▶ **What is needed**: Restrict the output to the lines below starting at the one that contains "use crate::oracle::ModelOracle;" and ending at the one that contains "the configured backend.", and restate them word for word, both ends included.

Stored data:
Content starts

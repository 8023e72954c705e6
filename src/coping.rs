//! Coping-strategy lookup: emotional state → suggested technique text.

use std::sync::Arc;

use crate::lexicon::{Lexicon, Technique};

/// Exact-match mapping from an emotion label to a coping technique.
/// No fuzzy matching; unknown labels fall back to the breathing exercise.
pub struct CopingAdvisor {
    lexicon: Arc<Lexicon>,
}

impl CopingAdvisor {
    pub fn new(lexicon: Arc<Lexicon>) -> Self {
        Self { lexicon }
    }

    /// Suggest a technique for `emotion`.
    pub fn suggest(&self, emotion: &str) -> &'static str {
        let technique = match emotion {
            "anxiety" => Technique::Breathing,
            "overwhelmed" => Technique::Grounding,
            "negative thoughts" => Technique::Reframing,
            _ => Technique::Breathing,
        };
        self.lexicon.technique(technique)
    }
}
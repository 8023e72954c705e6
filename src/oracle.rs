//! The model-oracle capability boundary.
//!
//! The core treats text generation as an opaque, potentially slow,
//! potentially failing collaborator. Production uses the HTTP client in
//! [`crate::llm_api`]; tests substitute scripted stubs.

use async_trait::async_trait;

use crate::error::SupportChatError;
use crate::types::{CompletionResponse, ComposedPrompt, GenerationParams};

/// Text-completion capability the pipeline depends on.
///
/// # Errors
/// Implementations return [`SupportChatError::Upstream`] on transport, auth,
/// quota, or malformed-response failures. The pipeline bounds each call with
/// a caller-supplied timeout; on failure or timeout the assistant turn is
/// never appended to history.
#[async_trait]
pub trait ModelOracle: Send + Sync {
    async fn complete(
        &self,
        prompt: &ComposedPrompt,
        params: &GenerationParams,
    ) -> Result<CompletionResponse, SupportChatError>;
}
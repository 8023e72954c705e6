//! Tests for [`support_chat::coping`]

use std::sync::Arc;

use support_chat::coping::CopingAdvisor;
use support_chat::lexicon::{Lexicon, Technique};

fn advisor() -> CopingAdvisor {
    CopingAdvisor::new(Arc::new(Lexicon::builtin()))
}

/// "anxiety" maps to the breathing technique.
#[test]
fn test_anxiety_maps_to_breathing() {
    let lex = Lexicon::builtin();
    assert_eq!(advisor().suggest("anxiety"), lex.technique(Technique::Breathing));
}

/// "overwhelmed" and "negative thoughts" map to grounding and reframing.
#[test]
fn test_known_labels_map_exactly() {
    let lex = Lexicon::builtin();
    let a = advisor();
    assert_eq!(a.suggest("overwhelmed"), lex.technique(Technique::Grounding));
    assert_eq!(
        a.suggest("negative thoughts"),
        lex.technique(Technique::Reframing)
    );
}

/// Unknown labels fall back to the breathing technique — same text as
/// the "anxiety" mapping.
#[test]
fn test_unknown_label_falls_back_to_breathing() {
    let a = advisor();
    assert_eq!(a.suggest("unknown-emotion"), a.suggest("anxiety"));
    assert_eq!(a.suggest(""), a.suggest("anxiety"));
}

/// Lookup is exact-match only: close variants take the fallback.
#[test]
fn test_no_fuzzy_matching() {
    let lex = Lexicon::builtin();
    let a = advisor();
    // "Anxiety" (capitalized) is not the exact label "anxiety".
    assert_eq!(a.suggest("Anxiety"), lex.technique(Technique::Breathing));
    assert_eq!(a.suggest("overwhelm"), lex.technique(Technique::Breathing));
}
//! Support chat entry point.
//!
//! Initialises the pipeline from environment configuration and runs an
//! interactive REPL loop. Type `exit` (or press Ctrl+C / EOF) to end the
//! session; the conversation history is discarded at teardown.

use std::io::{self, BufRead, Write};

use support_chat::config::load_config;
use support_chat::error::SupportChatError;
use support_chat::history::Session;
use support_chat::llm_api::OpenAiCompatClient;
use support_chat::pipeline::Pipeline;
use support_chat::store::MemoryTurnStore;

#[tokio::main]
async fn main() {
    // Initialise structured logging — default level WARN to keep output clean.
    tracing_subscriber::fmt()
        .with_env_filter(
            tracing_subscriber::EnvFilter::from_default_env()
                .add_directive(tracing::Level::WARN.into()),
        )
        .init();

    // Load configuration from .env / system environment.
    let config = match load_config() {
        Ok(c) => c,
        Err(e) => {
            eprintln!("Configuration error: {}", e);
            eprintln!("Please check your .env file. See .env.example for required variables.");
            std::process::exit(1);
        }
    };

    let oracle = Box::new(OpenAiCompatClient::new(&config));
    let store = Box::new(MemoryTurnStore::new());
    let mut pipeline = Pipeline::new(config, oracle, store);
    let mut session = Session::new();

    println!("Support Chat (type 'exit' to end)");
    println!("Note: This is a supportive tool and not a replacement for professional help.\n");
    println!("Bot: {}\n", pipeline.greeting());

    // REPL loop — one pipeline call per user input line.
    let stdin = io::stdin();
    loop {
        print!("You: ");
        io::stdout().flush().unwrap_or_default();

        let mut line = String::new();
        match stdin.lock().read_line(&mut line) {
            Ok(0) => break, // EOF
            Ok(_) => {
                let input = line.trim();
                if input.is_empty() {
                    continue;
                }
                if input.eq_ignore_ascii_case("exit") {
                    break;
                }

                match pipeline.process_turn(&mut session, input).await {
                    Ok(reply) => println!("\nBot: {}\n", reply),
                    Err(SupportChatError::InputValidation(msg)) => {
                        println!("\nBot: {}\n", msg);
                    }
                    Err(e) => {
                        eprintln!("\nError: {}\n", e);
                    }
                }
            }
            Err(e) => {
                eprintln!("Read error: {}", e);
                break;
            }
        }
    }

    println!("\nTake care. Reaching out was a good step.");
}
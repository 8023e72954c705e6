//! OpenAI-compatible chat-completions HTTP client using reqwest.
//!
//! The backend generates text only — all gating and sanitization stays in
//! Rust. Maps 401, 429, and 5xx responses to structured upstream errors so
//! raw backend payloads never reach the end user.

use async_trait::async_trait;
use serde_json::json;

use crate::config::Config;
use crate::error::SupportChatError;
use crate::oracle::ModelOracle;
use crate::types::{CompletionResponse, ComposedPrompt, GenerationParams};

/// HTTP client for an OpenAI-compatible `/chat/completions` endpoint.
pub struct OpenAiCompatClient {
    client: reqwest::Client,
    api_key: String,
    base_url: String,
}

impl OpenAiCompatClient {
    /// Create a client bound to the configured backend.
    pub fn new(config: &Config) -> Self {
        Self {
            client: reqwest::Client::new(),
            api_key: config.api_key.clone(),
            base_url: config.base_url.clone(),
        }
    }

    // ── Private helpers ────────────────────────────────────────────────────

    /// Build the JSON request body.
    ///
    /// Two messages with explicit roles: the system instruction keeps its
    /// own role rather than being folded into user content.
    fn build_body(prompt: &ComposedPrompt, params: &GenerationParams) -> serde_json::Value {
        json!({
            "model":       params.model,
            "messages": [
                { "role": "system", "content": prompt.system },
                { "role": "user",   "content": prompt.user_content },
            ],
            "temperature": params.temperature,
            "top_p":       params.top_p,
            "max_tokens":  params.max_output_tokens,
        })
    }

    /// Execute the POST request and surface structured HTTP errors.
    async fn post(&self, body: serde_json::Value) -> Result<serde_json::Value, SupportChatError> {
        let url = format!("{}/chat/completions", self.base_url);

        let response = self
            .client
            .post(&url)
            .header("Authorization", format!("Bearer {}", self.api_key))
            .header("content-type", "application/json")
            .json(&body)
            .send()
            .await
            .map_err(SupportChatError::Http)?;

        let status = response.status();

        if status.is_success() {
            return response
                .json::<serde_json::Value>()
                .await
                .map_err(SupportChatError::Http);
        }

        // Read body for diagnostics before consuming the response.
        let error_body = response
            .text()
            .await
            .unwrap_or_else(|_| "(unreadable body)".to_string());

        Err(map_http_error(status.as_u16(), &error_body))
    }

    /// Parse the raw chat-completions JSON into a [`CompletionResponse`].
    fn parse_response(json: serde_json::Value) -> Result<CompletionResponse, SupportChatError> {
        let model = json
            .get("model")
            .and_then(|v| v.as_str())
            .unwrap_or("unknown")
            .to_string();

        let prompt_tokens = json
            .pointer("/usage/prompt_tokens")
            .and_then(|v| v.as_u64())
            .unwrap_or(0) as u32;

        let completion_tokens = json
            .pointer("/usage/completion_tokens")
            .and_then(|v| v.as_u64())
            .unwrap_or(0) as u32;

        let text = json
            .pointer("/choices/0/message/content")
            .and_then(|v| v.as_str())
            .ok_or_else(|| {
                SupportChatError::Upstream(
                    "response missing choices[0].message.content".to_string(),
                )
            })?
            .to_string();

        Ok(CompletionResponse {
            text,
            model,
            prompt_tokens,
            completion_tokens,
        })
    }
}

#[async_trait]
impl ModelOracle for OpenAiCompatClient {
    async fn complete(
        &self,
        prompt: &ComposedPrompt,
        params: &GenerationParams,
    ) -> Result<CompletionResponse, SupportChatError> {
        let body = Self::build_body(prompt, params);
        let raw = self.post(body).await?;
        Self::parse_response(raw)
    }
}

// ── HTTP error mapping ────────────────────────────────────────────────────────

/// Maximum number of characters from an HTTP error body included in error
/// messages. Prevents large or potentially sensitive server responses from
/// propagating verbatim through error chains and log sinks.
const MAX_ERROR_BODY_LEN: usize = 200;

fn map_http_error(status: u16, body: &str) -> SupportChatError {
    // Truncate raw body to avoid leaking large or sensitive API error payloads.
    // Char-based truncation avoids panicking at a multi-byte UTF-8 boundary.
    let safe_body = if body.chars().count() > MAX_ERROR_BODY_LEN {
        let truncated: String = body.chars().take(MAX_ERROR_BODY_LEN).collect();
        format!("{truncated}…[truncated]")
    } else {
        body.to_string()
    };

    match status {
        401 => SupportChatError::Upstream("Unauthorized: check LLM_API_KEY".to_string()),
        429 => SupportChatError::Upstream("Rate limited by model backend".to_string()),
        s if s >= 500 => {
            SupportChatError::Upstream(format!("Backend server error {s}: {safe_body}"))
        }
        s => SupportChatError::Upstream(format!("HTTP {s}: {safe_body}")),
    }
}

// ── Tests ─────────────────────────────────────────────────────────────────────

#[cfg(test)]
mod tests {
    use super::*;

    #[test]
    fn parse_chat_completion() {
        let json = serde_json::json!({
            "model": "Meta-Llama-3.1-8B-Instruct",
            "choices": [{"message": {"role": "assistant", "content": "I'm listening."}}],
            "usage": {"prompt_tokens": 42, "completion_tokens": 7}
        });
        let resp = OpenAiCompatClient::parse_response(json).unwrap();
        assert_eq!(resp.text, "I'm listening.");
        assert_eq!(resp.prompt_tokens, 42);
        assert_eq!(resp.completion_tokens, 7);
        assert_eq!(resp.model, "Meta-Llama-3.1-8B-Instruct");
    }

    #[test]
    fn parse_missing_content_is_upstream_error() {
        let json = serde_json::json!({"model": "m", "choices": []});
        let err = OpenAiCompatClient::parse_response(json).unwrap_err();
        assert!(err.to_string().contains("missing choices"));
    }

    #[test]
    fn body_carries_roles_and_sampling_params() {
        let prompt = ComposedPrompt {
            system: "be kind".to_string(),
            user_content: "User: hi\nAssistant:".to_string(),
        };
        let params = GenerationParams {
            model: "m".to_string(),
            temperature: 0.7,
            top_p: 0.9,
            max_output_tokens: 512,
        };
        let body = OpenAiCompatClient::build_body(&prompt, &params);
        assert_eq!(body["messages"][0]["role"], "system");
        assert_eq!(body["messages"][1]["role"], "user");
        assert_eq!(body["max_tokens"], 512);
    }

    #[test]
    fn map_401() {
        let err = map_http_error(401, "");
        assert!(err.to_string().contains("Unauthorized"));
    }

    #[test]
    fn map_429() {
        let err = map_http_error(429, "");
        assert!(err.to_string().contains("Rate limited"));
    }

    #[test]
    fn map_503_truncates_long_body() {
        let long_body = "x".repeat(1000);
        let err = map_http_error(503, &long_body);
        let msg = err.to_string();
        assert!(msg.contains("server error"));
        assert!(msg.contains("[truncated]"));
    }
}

Content ends

▶ **Solution to the exercise**:
use crate::oracle::ModelOracle;
use crate::types::{CompletionResponse, ComposedPrompt, GenerationParams};

/// HTTP client for an OpenAI-compatible `/chat/completions` endpoint.
pub struct OpenAiCompatClient {
    client: reqwest::Client,
    api_key: String,
    base_url: String,
}

impl OpenAiCompatClient {
    /// Create a client bound to the configured backend.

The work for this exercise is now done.